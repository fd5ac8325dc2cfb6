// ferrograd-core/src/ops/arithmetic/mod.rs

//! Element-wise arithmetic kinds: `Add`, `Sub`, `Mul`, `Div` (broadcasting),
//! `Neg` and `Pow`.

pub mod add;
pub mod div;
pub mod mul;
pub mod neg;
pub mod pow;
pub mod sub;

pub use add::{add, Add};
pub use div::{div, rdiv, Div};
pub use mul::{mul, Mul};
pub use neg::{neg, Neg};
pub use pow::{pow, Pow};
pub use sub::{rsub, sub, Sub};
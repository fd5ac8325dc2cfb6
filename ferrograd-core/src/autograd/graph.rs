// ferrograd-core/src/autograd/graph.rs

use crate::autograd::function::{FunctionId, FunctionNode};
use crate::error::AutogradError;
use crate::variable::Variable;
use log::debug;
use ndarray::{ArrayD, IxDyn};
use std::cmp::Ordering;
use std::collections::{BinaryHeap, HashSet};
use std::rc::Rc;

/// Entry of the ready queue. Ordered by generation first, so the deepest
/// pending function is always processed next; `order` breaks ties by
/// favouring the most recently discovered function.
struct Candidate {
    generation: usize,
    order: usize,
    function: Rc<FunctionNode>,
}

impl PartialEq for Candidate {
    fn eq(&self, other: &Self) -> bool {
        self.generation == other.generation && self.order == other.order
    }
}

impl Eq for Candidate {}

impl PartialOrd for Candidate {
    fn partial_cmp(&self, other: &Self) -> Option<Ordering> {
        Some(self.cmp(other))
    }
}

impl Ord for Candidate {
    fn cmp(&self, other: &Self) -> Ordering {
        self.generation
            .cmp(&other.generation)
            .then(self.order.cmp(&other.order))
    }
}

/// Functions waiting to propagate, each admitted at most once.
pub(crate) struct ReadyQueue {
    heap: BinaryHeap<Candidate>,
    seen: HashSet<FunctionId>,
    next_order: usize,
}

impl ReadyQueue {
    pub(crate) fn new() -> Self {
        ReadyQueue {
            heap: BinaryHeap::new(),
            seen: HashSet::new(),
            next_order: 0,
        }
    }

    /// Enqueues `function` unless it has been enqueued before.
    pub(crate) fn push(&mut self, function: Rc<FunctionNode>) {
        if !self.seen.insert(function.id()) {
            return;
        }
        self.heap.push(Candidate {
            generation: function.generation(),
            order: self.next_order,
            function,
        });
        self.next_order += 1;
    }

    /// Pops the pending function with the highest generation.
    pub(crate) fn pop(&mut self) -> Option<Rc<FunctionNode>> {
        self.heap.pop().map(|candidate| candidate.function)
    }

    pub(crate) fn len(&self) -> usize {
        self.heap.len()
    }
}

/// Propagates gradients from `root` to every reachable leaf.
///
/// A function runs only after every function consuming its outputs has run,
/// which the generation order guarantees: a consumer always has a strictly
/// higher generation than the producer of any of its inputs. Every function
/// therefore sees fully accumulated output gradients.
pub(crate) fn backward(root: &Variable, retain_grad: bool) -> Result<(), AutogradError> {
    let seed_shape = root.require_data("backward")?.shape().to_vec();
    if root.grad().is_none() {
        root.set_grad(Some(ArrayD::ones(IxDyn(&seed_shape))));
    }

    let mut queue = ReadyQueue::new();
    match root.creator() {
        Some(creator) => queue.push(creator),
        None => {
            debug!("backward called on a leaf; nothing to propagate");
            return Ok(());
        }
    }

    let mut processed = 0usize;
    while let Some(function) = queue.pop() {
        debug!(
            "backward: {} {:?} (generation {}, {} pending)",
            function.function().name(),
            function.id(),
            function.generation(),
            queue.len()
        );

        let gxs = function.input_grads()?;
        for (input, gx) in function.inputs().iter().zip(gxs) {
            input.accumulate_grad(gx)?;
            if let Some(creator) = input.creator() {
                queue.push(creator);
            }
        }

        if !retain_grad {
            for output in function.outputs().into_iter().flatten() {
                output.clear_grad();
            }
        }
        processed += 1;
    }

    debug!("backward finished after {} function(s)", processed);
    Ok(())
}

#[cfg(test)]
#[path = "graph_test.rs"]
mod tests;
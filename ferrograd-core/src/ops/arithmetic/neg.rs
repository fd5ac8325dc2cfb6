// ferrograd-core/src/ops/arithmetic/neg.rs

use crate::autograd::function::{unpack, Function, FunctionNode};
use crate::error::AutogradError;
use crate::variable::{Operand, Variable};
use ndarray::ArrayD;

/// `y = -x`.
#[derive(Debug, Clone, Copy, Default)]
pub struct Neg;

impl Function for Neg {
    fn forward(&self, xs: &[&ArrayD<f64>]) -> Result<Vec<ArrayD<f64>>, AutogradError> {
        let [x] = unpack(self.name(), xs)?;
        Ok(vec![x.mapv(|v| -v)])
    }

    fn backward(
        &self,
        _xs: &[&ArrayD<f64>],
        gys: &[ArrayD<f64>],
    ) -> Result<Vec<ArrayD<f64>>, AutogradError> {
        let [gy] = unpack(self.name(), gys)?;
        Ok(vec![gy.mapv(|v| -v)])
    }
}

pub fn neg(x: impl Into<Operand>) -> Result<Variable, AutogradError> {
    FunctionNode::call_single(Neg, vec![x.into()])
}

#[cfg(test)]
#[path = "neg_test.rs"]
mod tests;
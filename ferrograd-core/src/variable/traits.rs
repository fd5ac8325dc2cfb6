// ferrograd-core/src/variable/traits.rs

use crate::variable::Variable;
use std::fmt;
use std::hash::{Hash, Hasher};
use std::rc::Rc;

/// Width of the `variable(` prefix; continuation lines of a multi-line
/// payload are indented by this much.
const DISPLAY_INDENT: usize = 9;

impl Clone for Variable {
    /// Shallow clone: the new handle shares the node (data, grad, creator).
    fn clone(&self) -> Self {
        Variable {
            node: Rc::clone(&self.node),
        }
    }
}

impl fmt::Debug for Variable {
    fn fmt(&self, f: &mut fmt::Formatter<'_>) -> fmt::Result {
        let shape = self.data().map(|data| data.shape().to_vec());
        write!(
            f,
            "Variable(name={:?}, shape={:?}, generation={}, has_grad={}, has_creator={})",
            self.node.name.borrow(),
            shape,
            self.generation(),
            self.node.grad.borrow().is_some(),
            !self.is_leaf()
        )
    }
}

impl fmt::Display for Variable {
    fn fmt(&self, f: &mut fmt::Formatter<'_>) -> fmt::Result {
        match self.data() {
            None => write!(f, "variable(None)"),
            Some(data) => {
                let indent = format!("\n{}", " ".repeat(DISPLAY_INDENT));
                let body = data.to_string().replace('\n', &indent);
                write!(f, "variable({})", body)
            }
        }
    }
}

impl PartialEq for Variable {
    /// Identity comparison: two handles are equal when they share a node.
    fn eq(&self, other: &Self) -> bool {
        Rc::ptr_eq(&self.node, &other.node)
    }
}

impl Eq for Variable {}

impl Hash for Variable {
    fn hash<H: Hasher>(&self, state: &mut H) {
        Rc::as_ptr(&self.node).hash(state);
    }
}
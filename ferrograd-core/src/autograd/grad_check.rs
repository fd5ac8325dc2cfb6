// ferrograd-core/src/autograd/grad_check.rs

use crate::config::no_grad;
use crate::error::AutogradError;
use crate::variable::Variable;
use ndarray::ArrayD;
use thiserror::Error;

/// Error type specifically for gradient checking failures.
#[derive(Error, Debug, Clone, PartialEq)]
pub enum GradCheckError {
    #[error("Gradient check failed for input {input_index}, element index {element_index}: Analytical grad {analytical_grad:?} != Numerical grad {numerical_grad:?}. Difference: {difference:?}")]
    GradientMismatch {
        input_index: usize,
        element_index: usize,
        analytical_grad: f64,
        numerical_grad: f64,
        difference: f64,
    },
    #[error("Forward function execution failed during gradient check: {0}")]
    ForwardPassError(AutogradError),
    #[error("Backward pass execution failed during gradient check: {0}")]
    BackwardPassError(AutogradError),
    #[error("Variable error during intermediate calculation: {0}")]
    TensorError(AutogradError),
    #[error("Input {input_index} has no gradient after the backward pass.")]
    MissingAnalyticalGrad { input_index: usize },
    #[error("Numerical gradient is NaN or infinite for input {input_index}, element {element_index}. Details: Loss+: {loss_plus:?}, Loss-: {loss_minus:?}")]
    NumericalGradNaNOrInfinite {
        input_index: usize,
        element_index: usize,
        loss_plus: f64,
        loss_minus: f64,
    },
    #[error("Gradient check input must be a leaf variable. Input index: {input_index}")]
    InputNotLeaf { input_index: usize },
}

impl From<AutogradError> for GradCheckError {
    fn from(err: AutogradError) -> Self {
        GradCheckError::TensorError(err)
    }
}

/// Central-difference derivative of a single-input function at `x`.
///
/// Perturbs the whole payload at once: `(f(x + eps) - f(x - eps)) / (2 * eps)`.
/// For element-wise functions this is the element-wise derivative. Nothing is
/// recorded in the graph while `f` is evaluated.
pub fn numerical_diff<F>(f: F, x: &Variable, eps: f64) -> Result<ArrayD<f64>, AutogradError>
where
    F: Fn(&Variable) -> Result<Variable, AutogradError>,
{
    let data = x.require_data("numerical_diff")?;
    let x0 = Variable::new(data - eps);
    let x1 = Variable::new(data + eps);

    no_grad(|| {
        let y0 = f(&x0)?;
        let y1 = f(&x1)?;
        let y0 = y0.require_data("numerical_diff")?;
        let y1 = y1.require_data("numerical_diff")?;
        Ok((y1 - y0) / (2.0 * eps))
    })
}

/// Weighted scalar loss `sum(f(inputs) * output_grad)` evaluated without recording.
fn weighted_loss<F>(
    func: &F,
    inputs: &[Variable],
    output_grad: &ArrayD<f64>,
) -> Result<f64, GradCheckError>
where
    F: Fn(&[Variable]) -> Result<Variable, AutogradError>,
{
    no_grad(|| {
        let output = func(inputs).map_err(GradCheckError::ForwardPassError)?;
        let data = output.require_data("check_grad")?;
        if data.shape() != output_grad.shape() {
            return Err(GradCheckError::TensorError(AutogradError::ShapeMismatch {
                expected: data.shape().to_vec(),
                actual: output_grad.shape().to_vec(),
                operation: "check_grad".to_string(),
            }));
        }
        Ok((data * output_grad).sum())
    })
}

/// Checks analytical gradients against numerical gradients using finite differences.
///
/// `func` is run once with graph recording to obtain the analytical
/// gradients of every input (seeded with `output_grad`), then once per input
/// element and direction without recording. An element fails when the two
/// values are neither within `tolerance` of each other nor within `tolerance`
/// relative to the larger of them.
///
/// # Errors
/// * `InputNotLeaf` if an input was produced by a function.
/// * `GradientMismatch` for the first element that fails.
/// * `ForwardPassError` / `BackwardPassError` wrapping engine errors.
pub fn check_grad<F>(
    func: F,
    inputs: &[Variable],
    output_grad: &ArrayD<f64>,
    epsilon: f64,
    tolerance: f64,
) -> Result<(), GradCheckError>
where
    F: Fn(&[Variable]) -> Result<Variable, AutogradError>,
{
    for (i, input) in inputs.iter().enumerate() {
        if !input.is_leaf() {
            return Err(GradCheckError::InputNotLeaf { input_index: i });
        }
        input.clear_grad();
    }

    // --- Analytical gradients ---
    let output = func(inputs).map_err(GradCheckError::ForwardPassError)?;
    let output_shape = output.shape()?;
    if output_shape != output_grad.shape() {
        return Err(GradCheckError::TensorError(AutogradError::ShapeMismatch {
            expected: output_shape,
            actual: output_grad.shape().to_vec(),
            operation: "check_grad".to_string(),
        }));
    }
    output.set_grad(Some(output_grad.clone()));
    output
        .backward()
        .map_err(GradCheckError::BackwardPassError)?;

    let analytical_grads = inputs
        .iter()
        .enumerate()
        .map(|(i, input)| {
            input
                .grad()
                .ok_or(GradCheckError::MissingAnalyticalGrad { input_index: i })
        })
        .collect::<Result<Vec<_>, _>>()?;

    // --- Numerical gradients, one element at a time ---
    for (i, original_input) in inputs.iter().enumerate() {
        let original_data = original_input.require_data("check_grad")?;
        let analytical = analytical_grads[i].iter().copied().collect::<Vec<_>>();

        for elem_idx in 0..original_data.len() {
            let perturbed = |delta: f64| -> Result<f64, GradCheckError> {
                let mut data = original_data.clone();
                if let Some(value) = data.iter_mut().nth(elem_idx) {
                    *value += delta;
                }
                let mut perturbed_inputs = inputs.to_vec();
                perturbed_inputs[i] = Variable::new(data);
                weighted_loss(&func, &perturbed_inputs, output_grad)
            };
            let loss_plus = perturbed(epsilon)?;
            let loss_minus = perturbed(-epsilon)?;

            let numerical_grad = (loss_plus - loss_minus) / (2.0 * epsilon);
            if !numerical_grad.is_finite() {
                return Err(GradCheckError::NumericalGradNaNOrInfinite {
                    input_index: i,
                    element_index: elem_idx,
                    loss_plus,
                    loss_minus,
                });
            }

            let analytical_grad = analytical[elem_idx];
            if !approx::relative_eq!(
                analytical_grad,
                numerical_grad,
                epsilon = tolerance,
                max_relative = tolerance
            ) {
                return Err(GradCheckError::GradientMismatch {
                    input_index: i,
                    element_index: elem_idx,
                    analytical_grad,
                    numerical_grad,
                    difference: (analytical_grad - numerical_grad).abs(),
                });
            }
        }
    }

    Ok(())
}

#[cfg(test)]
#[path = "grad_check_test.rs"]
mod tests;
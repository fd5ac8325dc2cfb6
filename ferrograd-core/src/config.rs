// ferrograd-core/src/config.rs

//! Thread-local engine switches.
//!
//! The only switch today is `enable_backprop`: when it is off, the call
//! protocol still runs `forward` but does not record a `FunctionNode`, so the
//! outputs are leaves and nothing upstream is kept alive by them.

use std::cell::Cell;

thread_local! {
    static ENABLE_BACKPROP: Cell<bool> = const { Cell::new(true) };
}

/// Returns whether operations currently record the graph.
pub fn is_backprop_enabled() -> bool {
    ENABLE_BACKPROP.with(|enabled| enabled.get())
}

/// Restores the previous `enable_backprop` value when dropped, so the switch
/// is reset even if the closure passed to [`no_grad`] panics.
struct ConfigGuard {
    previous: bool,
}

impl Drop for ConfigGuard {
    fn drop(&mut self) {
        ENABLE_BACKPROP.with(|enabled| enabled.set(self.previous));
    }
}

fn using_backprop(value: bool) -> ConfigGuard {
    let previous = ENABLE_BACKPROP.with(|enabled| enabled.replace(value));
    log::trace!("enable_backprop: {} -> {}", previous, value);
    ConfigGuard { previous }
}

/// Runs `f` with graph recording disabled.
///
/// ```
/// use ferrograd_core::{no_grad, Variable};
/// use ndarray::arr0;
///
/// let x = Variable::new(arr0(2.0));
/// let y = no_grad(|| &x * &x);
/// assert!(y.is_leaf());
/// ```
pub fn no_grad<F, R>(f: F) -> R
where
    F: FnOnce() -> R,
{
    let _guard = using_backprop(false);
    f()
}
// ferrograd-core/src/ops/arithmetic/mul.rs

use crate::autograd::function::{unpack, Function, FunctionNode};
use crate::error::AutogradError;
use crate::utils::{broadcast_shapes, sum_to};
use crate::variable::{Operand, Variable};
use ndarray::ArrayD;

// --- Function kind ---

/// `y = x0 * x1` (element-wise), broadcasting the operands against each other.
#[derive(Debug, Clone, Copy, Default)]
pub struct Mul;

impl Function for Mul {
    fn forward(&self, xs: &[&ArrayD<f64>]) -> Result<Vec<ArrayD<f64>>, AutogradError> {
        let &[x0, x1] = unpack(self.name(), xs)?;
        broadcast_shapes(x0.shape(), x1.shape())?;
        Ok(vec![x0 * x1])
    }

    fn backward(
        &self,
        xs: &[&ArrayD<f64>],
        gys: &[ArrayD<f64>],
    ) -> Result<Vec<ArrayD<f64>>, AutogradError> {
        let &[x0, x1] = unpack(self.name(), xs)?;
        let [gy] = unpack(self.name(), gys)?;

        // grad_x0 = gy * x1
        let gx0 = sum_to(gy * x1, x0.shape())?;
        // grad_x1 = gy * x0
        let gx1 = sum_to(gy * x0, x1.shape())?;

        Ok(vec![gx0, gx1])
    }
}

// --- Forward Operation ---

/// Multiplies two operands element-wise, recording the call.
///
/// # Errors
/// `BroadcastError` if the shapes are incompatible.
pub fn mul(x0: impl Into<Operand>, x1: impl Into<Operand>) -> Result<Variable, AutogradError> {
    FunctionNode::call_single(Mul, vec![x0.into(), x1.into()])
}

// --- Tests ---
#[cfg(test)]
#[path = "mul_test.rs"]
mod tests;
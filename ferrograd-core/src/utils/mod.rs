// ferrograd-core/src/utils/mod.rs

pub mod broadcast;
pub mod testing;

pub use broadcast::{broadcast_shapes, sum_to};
++++++++++
Try it
Look for "Ordering" in each line of the material, then copy the lines where it is found.

Result of this task
use std::cmp::Ordering;
    fn partial_cmp(&self, other: &Self) -> Option<Ordering> {
    fn cmp(&self, other: &Self) -> Ordering {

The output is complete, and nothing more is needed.